The roots of transhumanism

This research project is  devoted to tracking the roots of transhumanism as a both methaphysical program and politica/organizational strategy. . Transhumanism’s goal is to fundamentally transform the human condition by developing and making widely available technologies to greatly enhance human intellectual, physical, and psychological capacities. In this research I would like to link the transhumanist movement and human professional and social abilities. My attempt will be to track to what extent the transhumanist promise is translated into the current design of technologies that support people’s professional life.Transhumanism was born in the U.S. and majority of the most prominent figures of transhumanism are based there.

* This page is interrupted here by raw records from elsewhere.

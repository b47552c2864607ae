//! Color grids encoded as base64 pixel blobs.
//!
//! Two layouts exist, both addressing cells through a flat counter `i`
//! with `x = i / dimy`, `y = i % dimy` (x outer, y inner):
//!
//! - `RAW`: 4 bytes per cell (`r, g, b, a`), `dimx * dimy * 4` bytes total.
//! - `RLE`: 5-byte records `(repeat, r, g, b, a)`, each painting
//!   `repeat + 1` consecutive cells. The records must cover the grid exactly.

use std::str::FromStr;

use base64::Engine as _;
use base64::engine::general_purpose::STANDARD;
use serde::{Deserialize, Serialize};
use tracing::debug;

use super::{Decoder, ensure, fail, parse_json};
use crate::{HuginnError, Result};

const DECODER: &str = "color_grid";

/// RGBA color.
#[derive(Debug, Clone, Copy, PartialEq, Eq, Hash, Default, Serialize, Deserialize)]
pub struct Color {
    pub r: u8,
    pub g: u8,
    pub b: u8,
    pub a: u8,
}

impl Color {
    pub const fn new(r: u8, g: u8, b: u8, a: u8) -> Self {
        Self { r, g, b, a }
    }

    fn from_slice(bytes: &[u8]) -> Self {
        Self::new(bytes[0], bytes[1], bytes[2], bytes[3])
    }
}

/// Dense `dimx` × `dimy` grid of colors.
#[derive(Debug, Clone, PartialEq, Eq, Serialize)]
pub struct ColorGrid {
    dimx: usize,
    dimy: usize,
    cells: Vec<Color>,
}

impl ColorGrid {
    /// A grid with every cell set to the default (transparent black) color.
    pub fn new(dimx: usize, dimy: usize) -> Self {
        Self {
            dimx,
            dimy,
            cells: vec![Color::default(); dimx * dimy],
        }
    }

    pub fn dimx(&self) -> usize {
        self.dimx
    }

    pub fn dimy(&self) -> usize {
        self.dimy
    }

    fn offset(&self, x: usize, y: usize) -> Option<usize> {
        (x < self.dimx && y < self.dimy).then(|| x * self.dimy + y)
    }

    /// Color at `(x, y)`, or `None` outside the grid.
    pub fn get(&self, x: usize, y: usize) -> Option<Color> {
        self.offset(x, y).map(|i| self.cells[i])
    }

    /// Paint `(x, y)`. Returns `false` (and does nothing) outside the grid.
    pub fn set(&mut self, x: usize, y: usize, color: Color) -> bool {
        match self.offset(x, y) {
            Some(i) => {
                self.cells[i] = color;
                true
            }
            None => false,
        }
    }

    /// Cells in counter order.
    pub fn cells(&self) -> &[Color] {
        &self.cells
    }

    /// Serialize to the `RAW` byte layout.
    pub fn to_raw_bytes(&self) -> Vec<u8> {
        self.cells
            .iter()
            .flat_map(|c| [c.r, c.g, c.b, c.a])
            .collect()
    }
}

/// Pixel blob encoding tag.
#[derive(Debug, Clone, Copy, PartialEq, Eq)]
pub enum GridEncoding {
    Raw,
    Rle,
}

impl FromStr for GridEncoding {
    type Err = HuginnError;

    fn from_str(s: &str) -> Result<Self> {
        match s {
            "RAW" => Ok(GridEncoding::Raw),
            "RLE" => Ok(GridEncoding::Rle),
            other => Err(fail(
                DECODER,
                &format!("encoding {other:?} not supported"),
            )),
        }
    }
}

/// Decode a base64 pixel blob tagged `encoding` into a `dimx` × `dimy` grid.
pub fn decode_grid(dimx: usize, dimy: usize, encoding: &str, base64: &str) -> Result<ColorGrid> {
    let encoding: GridEncoding = encoding.parse()?;
    let bytes = unwrap_base64(base64)?;
    decode_pixels(dimx, dimy, encoding, &bytes)
}

fn unwrap_base64(blob: &str) -> Result<Vec<u8>> {
    STANDARD
        .decode(blob.trim())
        .map_err(|e| fail(DECODER, &format!("invalid base64 payload: {e}")))
}

/// Decode already-unwrapped pixel bytes.
pub fn decode_pixels(
    dimx: usize,
    dimy: usize,
    encoding: GridEncoding,
    bytes: &[u8],
) -> Result<ColorGrid> {
    debug!(dimx, dimy, ?encoding, len = bytes.len(), "decoding color grid");
    let cells = dimx
        .checked_mul(dimy)
        .filter(|n| n.checked_mul(4).is_some())
        .ok_or_else(|| fail(DECODER, "dimensions overflow"))?;
    // Size checks happen before the grid is allocated.
    match encoding {
        GridEncoding::Raw => ensure(
            bytes.len() >= cells * 4,
            DECODER,
            &format!("RAW payload has {} bytes, expected {}", bytes.len(), cells * 4),
        )?,
        // each RLE record paints at most 256 cells
        GridEncoding::Rle => ensure(
            cells <= (bytes.len() / 5).saturating_mul(256),
            DECODER,
            &format!("RLE payload too small for {cells} cells"),
        )?,
    }
    let mut grid = ColorGrid::new(dimx, dimy);
    match encoding {
        GridEncoding::Raw => decode_raw(&mut grid, bytes),
        GridEncoding::Rle => {
            let written = decode_rle(&mut grid, bytes)?;
            debug!(written, "decoded RLE cells");
        }
    }
    Ok(grid)
}

/// Caller guarantees `bytes` holds at least `dimx * dimy * 4` bytes.
fn decode_raw(grid: &mut ColorGrid, bytes: &[u8]) {
    let mut base = 0;
    for x in 0..grid.dimx {
        for y in 0..grid.dimy {
            grid.set(x, y, Color::from_slice(&bytes[base..base + 4]));
            base += 4;
        }
    }
}

/// Returns the number of cells written, always `dimx * dimy` on success.
fn decode_rle(grid: &mut ColorGrid, bytes: &[u8]) -> Result<usize> {
    let total = grid.dimx * grid.dimy;
    let mut written = 0usize;

    for record in bytes.chunks(5) {
        ensure(
            record.len() == 5,
            DECODER,
            "RLE payload is not a multiple of 5 bytes",
        )?;
        let run = record[0] as usize + 1;
        let color = Color::from_slice(&record[1..]);
        ensure(
            written + run <= total,
            DECODER,
            "too much data in RLE payload",
        )?;

        for _ in 0..run {
            let (x, y) = (written / grid.dimy, written % grid.dimy);
            grid.set(x, y, color);
            written += 1;
        }
    }

    ensure(
        written == total,
        DECODER,
        &format!("RLE payload covers {written} of {total} cells"),
    )?;
    Ok(written)
}

#[derive(Deserialize)]
struct ColorGridAssignment {
    assignment_type: String,
    data: Vec<ColorGridData>,
}

#[derive(Deserialize)]
struct ColorGridData {
    encoding: String,
    dimensions: Vec<u32>,
    nodes: Vec<String>,
}

/// Decodes a stored ColorGrid assignment:
/// `{"assignment_type": "ColorGrid", "data": [{"encoding", "dimensions", "nodes"}]}`.
#[derive(Debug, Clone, Copy, Default)]
pub struct ColorGridDecoder;

impl Decoder for ColorGridDecoder {
    type Output = ColorGrid;

    fn name(&self) -> &'static str {
        DECODER
    }

    fn decode(&self, body: &str) -> Result<ColorGrid> {
        let assignment: ColorGridAssignment = parse_json(body, DECODER)?;
        ensure(
            assignment.assignment_type == "ColorGrid",
            DECODER,
            "not a ColorGrid",
        )?;
        let data = assignment
            .data
            .into_iter()
            .next()
            .ok_or_else(|| fail(DECODER, "empty data array"))?;

        let encoding: GridEncoding = data.encoding.parse()?;
        ensure(
            data.dimensions.len() >= 2,
            DECODER,
            "dimensions must have two entries",
        )?;
        let (dimx, dimy) = (data.dimensions[0] as usize, data.dimensions[1] as usize);
        let blob = data
            .nodes
            .first()
            .ok_or_else(|| fail(DECODER, "no pixel data"))?;

        let bytes = unwrap_base64(blob)?;
        decode_pixels(dimx, dimy, encoding, &bytes)
    }
}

Actually, contemporary meaning of the term transhumanism was foreshadowed by one of the first professors of futurology, FM-2030 who taught “new concepts of the Human” at The New School in the 1960s, when he began to identify people who adopt technologies, lifestyles and worldviews transitional to “posthumanity” as “transhuman”.  FM-2030, whose name was F.M. Esfandiary, became notable as a transhumanist with the book Are You a Transhuman?: Monitoring and Stimulating Your Personal Rate of Growth in a Rapidly Changing World, published in 1989. Starting from FM 2030 I would like to reconstruct the birth and development of transhumanism until now.


Politics in online tabloids in the US, UK, and Poland

(Miniatura 2017, National Science Centre grant no. 2017/01/X/HS6/00252, budget 10k EUR)

United States, United Kingdom, and Poland, three very different democratic states have been witnessing a significant right-wing shift in the recent years. In all these three countries, predictions made in official polls proved wrong in face of elections—presidential and parliamentary elections in Poland in 2015, as well as presidential elections in the US in 2016—and the British Brexit referendum in 2016. However, major online tabloids, Gawker/Gizmodo Media in the US, Mail Online in the UK, Pudelek in Poland, which mix celebrity and entertainment news with political coverage, showed a much more sensitive ear towards the voters, publishing articles that proved to be better predictors of the elections’ outcomes. Thus, the analysis focuses on opinions voiced by journalists and editors from these online tabloids, juxtaposed with opinions made by online commenters beneath articles covering political topics in Gawker/Gizmodo Media, Mail Online, and Pudelek. This research aims to reveal some of the underlying beliefs concerning fundamental social values, coming from an often-ignored source: what a good society, state (and journalism) should be.